Enquanto centenas de buritienses sobrevivem com menos de um
salário mínimo pago pelo próprio município, um médico
psiquiatra contratado com carga horária de 20 horas semanais recebeu, em
agosto, R$ 49.400,00. A discrepância
entre o trabalhador que ganha R$ 869,00 e aquele que recebe R$ 49 mil revela um abismo ético e social na condução da
folha de pagamento pública. Um só salário de
luxo equivale a quase sessenta vencimentos de miséria. Em termos de gestão pública, tal descompasso viola os
princípios da razoabilidade e da proporcionalidade, consagrados pela doutrina e
pela Lei do Processo Administrativo (9.784/1999), aplicável por analogia à esfera municipal. Essa desigualdade gritante fere o interesse público, que deve orientar cada ato do gestor.
Diante desse cenário, é legítimo perguntar: onde estão os órgãos de controle? A Câmara Municipal, que representa o povo, tem o dever constitucional de
fiscalizar o Executivo e exigir explicações. O Ministério
Público Estadual, defensor da
ordem jurídica, deve instaurar procedimento investigatório para apurar possível
improbidade administrativa —especialmente porque pagar abaixo do
salário mínimo e manter vínculos precários são atos lesivos à moralidade
administrativa, nos termos do art. 11 da Lei nº 14.230/2021.

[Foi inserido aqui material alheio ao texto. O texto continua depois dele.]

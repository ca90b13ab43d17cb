//! Publisher handshake
//!
//! create session -> attach videoroom -> join as publisher -> publish offer
//! -> wait for `configured` + answer -> start the server bridge -> rtp_forward.
//! Any failure after the session exists tears it down before returning, and a
//! bridge this attempt started is stopped again so a retry can start its own.

use resilience::{with_timeout_result, TimeoutError};
use std::sync::Arc;
use tokio::sync::mpsc;
use tokio::task::JoinHandle;
use tracing::{debug, info, warn};

use crate::api::JanusApi;
use crate::bridge::{BridgePorts, BridgeStarter};
use crate::config::SignalingConfig;
use crate::error::{Result, SignalingError};
use crate::peer::MediaPeer;
use crate::poller::EventPoller;
use crate::protocol::{self, LocalCandidate, MediaMids, SfuEvent, VIDEOROOM_PLUGIN};

const EVENT_CHANNEL_CAPACITY: usize = 32;

/// One live attempt.
#[derive(Debug, Clone)]
pub struct PublishRequest {
    pub livestream_id: i64,
    /// Shown to other room participants
    pub display: String,
    /// Egress URL returned by create-and-start, handed to the bridge
    pub egress_url: String,
}

pub struct Publisher {
    api: Arc<dyn JanusApi>,
    bridge: Arc<dyn BridgeStarter>,
    config: SignalingConfig,
}

/// Negotiated, forwarding session. Call [`LiveSession::destroy`] on every
/// end path.
pub struct LiveSession {
    api: Arc<dyn JanusApi>,
    pub session_id: u64,
    pub handle_id: u64,
    pub publisher_id: u64,
    pub mids: MediaMids,
    pub ports: BridgePorts,
    poller: EventPoller,
    trickle: JoinHandle<()>,
    events: mpsc::Receiver<SfuEvent>,
}

impl LiveSession {
    /// Next event from the SFU after the handshake (e.g. a hangup). None once
    /// the long-poll has stopped.
    pub async fn next_event(&mut self) -> Option<SfuEvent> {
        self.events.recv().await
    }

    /// Stop polling and trickling, then destroy the SFU session.
    pub async fn destroy(self) -> Result<()> {
        let session_id = self.session_id;
        teardown(self.api.as_ref(), session_id, self.poller, Some(self.trickle)).await?;
        info!(session_id, "Signaling session destroyed");
        Ok(())
    }
}

struct Handshake {
    session_id: u64,
    poller: EventPoller,
    events: mpsc::Receiver<SfuEvent>,
    trickle: Option<JoinHandle<()>>,
    bridge_started: bool,
}

impl Publisher {
    pub fn new(
        api: Arc<dyn JanusApi>,
        bridge: Arc<dyn BridgeStarter>,
        config: SignalingConfig,
    ) -> Self {
        Self {
            api,
            bridge,
            config,
        }
    }

    /// Run the full publisher handshake. Local candidates are read from
    /// `candidates` and trickled as they arrive.
    pub async fn go_live(
        &self,
        peer: Arc<dyn MediaPeer>,
        request: &PublishRequest,
        candidates: mpsc::Receiver<LocalCandidate>,
    ) -> Result<LiveSession> {
        let session_id = self.api.create_session().await?;
        let (events_tx, events) = mpsc::channel(EVENT_CHANNEL_CAPACITY);
        let poller = EventPoller::spawn(
            self.api.clone(),
            session_id,
            self.config.max_events,
            self.config.poll_backoff.clone(),
            events_tx,
        );

        let mut handshake = Handshake {
            session_id,
            poller,
            events,
            trickle: None,
            bridge_started: false,
        };

        let negotiated = self
            .negotiate(&mut handshake, peer, request, candidates)
            .await;
        match negotiated {
            Ok((handle_id, publisher_id, mids, ports)) => {
                info!(
                    livestream_id = request.livestream_id,
                    session_id,
                    publisher_id,
                    audio_port = ports.audio_port,
                    video_port = ports.video_port,
                    "Publishing and forwarding to bridge"
                );
                let trickle = handshake
                    .trickle
                    .unwrap_or_else(|| tokio::spawn(async {}));
                Ok(LiveSession {
                    api: self.api.clone(),
                    session_id,
                    handle_id,
                    publisher_id,
                    mids,
                    ports,
                    poller: handshake.poller,
                    trickle,
                    events: handshake.events,
                })
            }
            Err(e) => {
                warn!(
                    livestream_id = request.livestream_id,
                    session_id,
                    error = %e,
                    "Publish attempt failed, tearing down"
                );
                if let Err(teardown_err) = teardown(
                    self.api.as_ref(),
                    session_id,
                    handshake.poller,
                    handshake.trickle,
                )
                .await
                {
                    warn!(session_id, error = %teardown_err, "Failed to destroy signaling session");
                }
                if handshake.bridge_started {
                    self.release_bridge(request.livestream_id).await;
                }
                Err(e)
            }
        }
    }

    async fn negotiate(
        &self,
        handshake: &mut Handshake,
        peer: Arc<dyn MediaPeer>,
        request: &PublishRequest,
        candidates: mpsc::Receiver<LocalCandidate>,
    ) -> Result<(u64, u64, MediaMids, BridgePorts)> {
        let session_id = handshake.session_id;
        let room = request.livestream_id;

        let handle_id = self.api.attach(session_id, VIDEOROOM_PLUGIN).await?;

        // Join
        self.api
            .message(
                session_id,
                handle_id,
                protocol::join_publisher(room, &request.display),
                None,
            )
            .await?
            .check("join")?;
        let publisher_id = self
            .wait_for(&mut handshake.events, "join", |event| match event {
                SfuEvent::Joined { publisher_id } => Some(publisher_id),
                _ => None,
            })
            .await?;
        debug!(session_id, publisher_id, "Joined room as publisher");

        // Offer / answer
        let offer = peer.create_offer().await?;
        peer.set_local_description(&offer).await?;
        self.api
            .message(session_id, handle_id, protocol::publish(), Some(offer))
            .await?
            .check("publish")?;
        handshake.trickle = Some(spawn_trickle(
            self.api.clone(),
            session_id,
            handle_id,
            candidates,
        ));

        let mut answered = false;
        let streams = loop {
            let event = self
                .wait_for(&mut handshake.events, "publish", |event| match event {
                    SfuEvent::Configured { .. } | SfuEvent::Answer(_) => Some(event),
                    _ => None,
                })
                .await?;
            match event {
                SfuEvent::Configured { streams, jsep } => {
                    if let Some(answer) = jsep.filter(|j| j.is_answer()) {
                        peer.set_remote_description(&answer).await?;
                        answered = true;
                    }
                    break streams;
                }
                SfuEvent::Answer(answer) => {
                    peer.set_remote_description(&answer).await?;
                    answered = true;
                }
                _ => {}
            }
        };
        if !answered {
            return Err(SignalingError::protocol("publish", "configured without an answer"));
        }
        let mids = protocol::resolve_mids(&streams)?;

        // The bridge must be listening before the SFU starts forwarding.
        let ports = self
            .bridge
            .start_bridge(request.livestream_id, &request.egress_url)
            .await?;
        handshake.bridge_started = true;

        self.api
            .message(
                session_id,
                handle_id,
                protocol::rtp_forward(
                    room,
                    publisher_id,
                    &self.config.forward_host,
                    &[
                        (mids.audio.as_str(), ports.audio_port),
                        (mids.video.as_str(), ports.video_port),
                    ],
                    self.config.rtp_forward_secret.as_deref(),
                ),
                None,
            )
            .await?
            .check("rtp_forward")?;

        Ok((handle_id, publisher_id, mids, ports))
    }

    async fn release_bridge(&self, livestream_id: i64) {
        match self.bridge.stop_bridge(livestream_id).await {
            Ok(stopped) => debug!(livestream_id, stopped, "Bridge released after failed publish"),
            Err(e) => warn!(livestream_id, error = %e, "Failed to stop bridge after failed publish"),
        }
    }

    /// Next event `select` accepts, within the handshake timeout. Plugin
    /// errors and hangups fail `step`.
    async fn wait_for<T>(
        &self,
        events: &mut mpsc::Receiver<SfuEvent>,
        step: &'static str,
        select: impl Fn(SfuEvent) -> Option<T>,
    ) -> Result<T> {
        let wait = async {
            loop {
                let event = events
                    .recv()
                    .await
                    .ok_or_else(|| SignalingError::SessionClosed("long-poll stopped".to_string()))?;
                match event {
                    SfuEvent::PluginError { code, reason } => {
                        return Err(SignalingError::protocol(
                            step,
                            format!("{} (code {})", reason, code),
                        ))
                    }
                    SfuEvent::Hangup { reason } => return Err(SignalingError::SessionClosed(reason)),
                    other => {
                        if let Some(found) = select(other) {
                            return Ok(found);
                        }
                    }
                }
            }
        };

        match with_timeout_result(self.config.handshake_timeout, wait).await {
            Ok(found) => Ok(found),
            Err(TimeoutError::Elapsed(_)) => Err(SignalingError::Timeout(step)),
            Err(TimeoutError::OperationFailed(e)) => Err(e),
        }
    }
}

fn spawn_trickle(
    api: Arc<dyn JanusApi>,
    session_id: u64,
    handle_id: u64,
    mut candidates: mpsc::Receiver<LocalCandidate>,
) -> JoinHandle<()> {
    tokio::spawn(async move {
        while let Some(candidate) = candidates.recv().await {
            let (candidate, complete) = match candidate {
                LocalCandidate::Candidate(c) => (Some(c), false),
                LocalCandidate::Complete => (None, true),
            };
            if let Err(e) = api.trickle(session_id, handle_id, candidate).await {
                warn!(session_id, error = %e, "Failed to trickle ICE candidate");
            }
            if complete {
                debug!(session_id, "ICE gathering complete");
                break;
            }
        }
    })
}

async fn teardown(
    api: &dyn JanusApi,
    session_id: u64,
    poller: EventPoller,
    trickle: Option<JoinHandle<()>>,
) -> Result<()> {
    if let Some(trickle) = trickle {
        trickle.abort();
    }
    poller.stop().await;
    api.destroy(session_id).await
}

O Tribunal de Contas do Estado (TCE-MA) deve auditar a
folha de pagamentos, identificar irregularidades e determinar sua correção
imediata. A sociedade civil organizada,
sindicatos, associações e cidadãos também podem agir, com base na Lei de Acesso à Informação (12.527/2011), exigindo prudência nos gastos públicos e denunciando
abusos e violações legais.
Ao pagar valores inferiores ao mínimo, o gestor afronta a
Constituição, incorre em ato de improbidade
administrativa e pode responder
civil, administrativa e penalmente. As consequências
vão desde cassação de mandato, multa e ressarcimento ao erário, até ação penal
por peculato (art. 312 do Código Penal) e prevaricação (art. 319 do mesmo
diploma).
Mais grave, contudo, é o impacto humano: centenas de famílias, muitas em situação de
vulnerabilidade, trabalham sem o mínimo necessário para viver com dignidade. É a precarização institucionalizada do trabalho — e, em última instância, a negação do pacto social que sustenta o Estado Democrático
de Direito.
Buriti de Inácia Vaz não pode aceitar calada a exploração
de seus trabalhadores. O servidor público, mesmo contratado
de forma temporária, merece respeito,
legalidade e justa remuneração. A Constituição não é um enfeite — é a garantia
de que o poder público existe para servir o povo, e não para explorá-lo.
Que os fatos sejam apurados com rigor. Que os responsáveis
sejam punidos com justiça. E que o trabalhador buritiense, que move a cidade e
sustenta a administração, deixe de ser tratado como número na planilha e volte
a ser reconhecido como cidadão de direitos.